- YOUR OBJECTIVE -
Please print the entries below exactly, from the line with "run_to_completion_boxed(plan)" through the line with "let leading = *idx.key_columns.first()?;", including both of those lines and leaving out all others.

[Excerpts from a dataset]
BEGIN
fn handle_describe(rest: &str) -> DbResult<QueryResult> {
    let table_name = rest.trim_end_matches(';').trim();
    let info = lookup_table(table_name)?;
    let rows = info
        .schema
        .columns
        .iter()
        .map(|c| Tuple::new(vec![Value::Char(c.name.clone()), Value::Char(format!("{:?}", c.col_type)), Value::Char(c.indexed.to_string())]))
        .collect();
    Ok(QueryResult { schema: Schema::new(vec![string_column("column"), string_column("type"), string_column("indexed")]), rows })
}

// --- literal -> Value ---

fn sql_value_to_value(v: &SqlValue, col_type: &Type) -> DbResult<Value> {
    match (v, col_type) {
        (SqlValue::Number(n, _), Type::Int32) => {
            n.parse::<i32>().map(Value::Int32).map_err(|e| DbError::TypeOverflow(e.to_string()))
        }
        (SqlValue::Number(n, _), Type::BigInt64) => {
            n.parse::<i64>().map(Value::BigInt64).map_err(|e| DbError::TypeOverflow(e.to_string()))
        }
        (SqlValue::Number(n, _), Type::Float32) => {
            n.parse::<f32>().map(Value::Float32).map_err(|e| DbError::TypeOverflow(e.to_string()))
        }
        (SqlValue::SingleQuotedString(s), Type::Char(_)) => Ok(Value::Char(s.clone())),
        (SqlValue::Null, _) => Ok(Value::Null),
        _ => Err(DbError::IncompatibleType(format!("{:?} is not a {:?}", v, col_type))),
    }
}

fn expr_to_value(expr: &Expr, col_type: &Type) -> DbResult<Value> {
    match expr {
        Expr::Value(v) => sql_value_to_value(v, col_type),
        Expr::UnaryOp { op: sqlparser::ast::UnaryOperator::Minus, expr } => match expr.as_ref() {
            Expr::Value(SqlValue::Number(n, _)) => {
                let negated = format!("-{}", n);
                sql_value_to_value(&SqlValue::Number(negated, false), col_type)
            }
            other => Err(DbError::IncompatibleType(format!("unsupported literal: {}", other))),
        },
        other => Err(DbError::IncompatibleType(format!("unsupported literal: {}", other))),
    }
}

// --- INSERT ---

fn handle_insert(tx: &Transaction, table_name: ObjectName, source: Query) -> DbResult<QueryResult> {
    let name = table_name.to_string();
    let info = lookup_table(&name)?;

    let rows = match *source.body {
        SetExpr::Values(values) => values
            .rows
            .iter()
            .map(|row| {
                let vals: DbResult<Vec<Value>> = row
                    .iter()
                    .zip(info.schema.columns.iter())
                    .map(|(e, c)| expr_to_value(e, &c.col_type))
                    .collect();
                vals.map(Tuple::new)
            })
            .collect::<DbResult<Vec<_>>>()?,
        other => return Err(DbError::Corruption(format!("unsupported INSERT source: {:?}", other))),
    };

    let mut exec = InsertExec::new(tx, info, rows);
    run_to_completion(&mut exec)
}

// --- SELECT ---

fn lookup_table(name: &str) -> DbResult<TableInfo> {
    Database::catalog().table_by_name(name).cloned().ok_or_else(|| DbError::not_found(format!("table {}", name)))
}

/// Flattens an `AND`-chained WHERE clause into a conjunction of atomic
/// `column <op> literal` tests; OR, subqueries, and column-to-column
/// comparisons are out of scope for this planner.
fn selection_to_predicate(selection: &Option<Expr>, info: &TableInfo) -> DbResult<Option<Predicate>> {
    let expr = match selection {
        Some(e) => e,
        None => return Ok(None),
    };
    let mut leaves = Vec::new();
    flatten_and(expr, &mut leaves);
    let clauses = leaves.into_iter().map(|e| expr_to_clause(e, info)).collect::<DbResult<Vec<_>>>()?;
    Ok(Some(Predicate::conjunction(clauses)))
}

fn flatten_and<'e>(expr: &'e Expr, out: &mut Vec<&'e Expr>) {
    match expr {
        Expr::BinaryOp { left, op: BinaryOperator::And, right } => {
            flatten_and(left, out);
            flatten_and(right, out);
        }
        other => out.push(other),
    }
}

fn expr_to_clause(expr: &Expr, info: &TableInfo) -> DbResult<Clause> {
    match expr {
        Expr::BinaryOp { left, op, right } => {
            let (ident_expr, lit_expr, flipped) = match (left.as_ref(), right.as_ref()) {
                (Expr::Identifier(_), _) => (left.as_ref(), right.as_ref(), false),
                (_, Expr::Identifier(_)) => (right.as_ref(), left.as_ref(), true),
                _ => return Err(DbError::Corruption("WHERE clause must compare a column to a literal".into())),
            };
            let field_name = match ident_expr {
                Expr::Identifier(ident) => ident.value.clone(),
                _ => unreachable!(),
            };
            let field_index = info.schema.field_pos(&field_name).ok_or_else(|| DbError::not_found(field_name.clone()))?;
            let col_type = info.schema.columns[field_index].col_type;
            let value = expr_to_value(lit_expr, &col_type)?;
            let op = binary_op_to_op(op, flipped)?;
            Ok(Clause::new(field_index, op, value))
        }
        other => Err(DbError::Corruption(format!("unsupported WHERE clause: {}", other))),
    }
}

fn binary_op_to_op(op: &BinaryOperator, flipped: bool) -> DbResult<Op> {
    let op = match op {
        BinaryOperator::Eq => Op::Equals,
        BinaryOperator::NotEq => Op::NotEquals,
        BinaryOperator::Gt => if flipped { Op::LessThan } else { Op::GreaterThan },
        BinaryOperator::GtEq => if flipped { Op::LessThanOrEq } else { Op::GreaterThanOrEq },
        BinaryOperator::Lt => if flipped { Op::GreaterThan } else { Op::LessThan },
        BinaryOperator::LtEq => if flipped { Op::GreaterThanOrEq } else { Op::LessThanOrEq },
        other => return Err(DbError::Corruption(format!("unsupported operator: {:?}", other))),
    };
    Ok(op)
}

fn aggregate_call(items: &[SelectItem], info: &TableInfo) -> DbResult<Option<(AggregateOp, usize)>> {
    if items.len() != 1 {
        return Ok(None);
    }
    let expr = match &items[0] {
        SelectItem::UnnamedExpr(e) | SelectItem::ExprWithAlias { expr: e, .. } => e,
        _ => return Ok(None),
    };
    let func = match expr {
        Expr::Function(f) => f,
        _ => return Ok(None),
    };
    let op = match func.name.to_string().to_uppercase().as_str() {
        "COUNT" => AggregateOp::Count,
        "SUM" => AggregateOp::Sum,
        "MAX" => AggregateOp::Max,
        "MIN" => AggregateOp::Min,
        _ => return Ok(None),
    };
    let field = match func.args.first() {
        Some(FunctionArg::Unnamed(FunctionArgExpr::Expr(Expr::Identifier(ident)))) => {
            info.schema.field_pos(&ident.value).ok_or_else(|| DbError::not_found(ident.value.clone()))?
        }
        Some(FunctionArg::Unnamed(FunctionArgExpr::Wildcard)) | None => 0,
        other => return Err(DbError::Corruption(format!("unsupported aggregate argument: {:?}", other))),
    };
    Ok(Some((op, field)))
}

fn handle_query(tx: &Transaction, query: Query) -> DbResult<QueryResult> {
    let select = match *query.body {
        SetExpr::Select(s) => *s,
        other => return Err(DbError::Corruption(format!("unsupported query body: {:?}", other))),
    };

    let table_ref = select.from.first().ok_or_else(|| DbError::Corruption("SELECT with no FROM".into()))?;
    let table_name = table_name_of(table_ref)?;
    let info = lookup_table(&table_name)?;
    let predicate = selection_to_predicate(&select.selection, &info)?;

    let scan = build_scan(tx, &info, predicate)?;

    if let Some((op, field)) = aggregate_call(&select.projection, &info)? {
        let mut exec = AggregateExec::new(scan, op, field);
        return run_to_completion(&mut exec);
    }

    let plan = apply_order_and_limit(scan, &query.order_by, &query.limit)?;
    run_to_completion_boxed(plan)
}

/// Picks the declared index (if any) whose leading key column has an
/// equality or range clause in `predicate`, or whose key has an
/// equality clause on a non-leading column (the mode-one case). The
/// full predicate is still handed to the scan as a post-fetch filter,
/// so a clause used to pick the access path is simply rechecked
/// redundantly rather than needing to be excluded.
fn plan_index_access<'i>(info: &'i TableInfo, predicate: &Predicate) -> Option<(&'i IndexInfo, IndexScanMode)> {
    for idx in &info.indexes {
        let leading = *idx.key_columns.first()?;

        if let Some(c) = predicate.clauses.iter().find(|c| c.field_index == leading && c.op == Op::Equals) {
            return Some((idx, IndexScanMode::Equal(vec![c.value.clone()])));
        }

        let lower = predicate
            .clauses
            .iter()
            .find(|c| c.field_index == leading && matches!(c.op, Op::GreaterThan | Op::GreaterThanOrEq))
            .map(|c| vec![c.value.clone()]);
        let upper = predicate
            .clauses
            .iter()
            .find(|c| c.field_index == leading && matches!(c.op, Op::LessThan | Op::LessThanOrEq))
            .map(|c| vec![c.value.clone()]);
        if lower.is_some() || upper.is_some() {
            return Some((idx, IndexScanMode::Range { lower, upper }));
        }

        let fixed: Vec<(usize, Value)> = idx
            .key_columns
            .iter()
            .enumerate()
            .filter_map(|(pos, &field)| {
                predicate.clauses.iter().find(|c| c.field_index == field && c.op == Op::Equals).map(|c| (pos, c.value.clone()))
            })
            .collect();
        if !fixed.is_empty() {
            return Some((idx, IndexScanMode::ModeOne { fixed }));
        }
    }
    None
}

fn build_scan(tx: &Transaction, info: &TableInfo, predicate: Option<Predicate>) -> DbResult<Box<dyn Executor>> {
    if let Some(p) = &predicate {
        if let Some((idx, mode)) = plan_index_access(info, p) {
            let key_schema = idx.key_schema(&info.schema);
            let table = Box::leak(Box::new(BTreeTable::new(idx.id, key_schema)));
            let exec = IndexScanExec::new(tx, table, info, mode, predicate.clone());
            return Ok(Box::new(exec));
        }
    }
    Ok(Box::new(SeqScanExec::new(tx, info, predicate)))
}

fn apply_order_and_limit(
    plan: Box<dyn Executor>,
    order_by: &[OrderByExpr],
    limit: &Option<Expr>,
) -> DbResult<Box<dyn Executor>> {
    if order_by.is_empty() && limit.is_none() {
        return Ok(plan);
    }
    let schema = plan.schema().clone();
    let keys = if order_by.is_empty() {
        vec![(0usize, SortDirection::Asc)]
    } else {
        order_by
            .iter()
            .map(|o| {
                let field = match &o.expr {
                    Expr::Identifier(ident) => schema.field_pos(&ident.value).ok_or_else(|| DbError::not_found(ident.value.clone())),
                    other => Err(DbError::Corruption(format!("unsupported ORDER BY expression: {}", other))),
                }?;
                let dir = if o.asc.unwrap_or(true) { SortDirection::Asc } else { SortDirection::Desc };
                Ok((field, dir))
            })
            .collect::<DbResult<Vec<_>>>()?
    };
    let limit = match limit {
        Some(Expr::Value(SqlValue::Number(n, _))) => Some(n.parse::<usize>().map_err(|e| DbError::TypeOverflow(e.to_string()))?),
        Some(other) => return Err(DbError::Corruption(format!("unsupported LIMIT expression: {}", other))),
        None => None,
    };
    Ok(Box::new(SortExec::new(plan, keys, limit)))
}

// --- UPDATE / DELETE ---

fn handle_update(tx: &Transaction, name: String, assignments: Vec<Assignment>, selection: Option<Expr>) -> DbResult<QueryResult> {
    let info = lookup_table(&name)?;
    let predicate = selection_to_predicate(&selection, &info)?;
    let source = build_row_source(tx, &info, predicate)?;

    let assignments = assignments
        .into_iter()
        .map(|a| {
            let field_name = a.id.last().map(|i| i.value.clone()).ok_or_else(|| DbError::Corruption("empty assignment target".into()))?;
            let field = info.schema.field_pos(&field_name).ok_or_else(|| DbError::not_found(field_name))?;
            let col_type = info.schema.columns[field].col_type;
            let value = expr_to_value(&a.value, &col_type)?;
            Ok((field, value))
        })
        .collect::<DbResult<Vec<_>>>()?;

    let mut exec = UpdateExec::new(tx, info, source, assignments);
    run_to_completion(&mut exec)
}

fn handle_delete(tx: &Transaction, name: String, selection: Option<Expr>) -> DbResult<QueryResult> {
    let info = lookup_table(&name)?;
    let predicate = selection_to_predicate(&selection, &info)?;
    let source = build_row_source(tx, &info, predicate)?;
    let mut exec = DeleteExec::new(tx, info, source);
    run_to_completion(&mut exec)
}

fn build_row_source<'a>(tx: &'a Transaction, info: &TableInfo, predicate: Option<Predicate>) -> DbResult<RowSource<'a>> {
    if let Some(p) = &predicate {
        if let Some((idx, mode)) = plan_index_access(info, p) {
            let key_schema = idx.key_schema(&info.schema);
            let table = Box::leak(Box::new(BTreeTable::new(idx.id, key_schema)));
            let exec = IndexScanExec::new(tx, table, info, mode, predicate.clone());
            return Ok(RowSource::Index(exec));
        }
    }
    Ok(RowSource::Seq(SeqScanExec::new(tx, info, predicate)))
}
END
- ANSWER SPACE -
    run_to_completion_boxed(plan)
}

/// Picks the declared index (if any) whose leading key column has an
/// equality or range clause in `predicate`, or whose key has an
/// equality clause on a non-leading column (the mode-one case). The
/// full predicate is still handed to the scan as a post-fetch filter,
/// so a clause used to pick the access path is simply rechecked
/// redundantly rather than needing to be excluded.
fn plan_index_access<'i>(info: &'i TableInfo, predicate: &Predicate) -> Option<(&'i IndexInfo, IndexScanMode)> {
    for idx in &info.indexes {
        let leading = *idx.key_columns.first()?;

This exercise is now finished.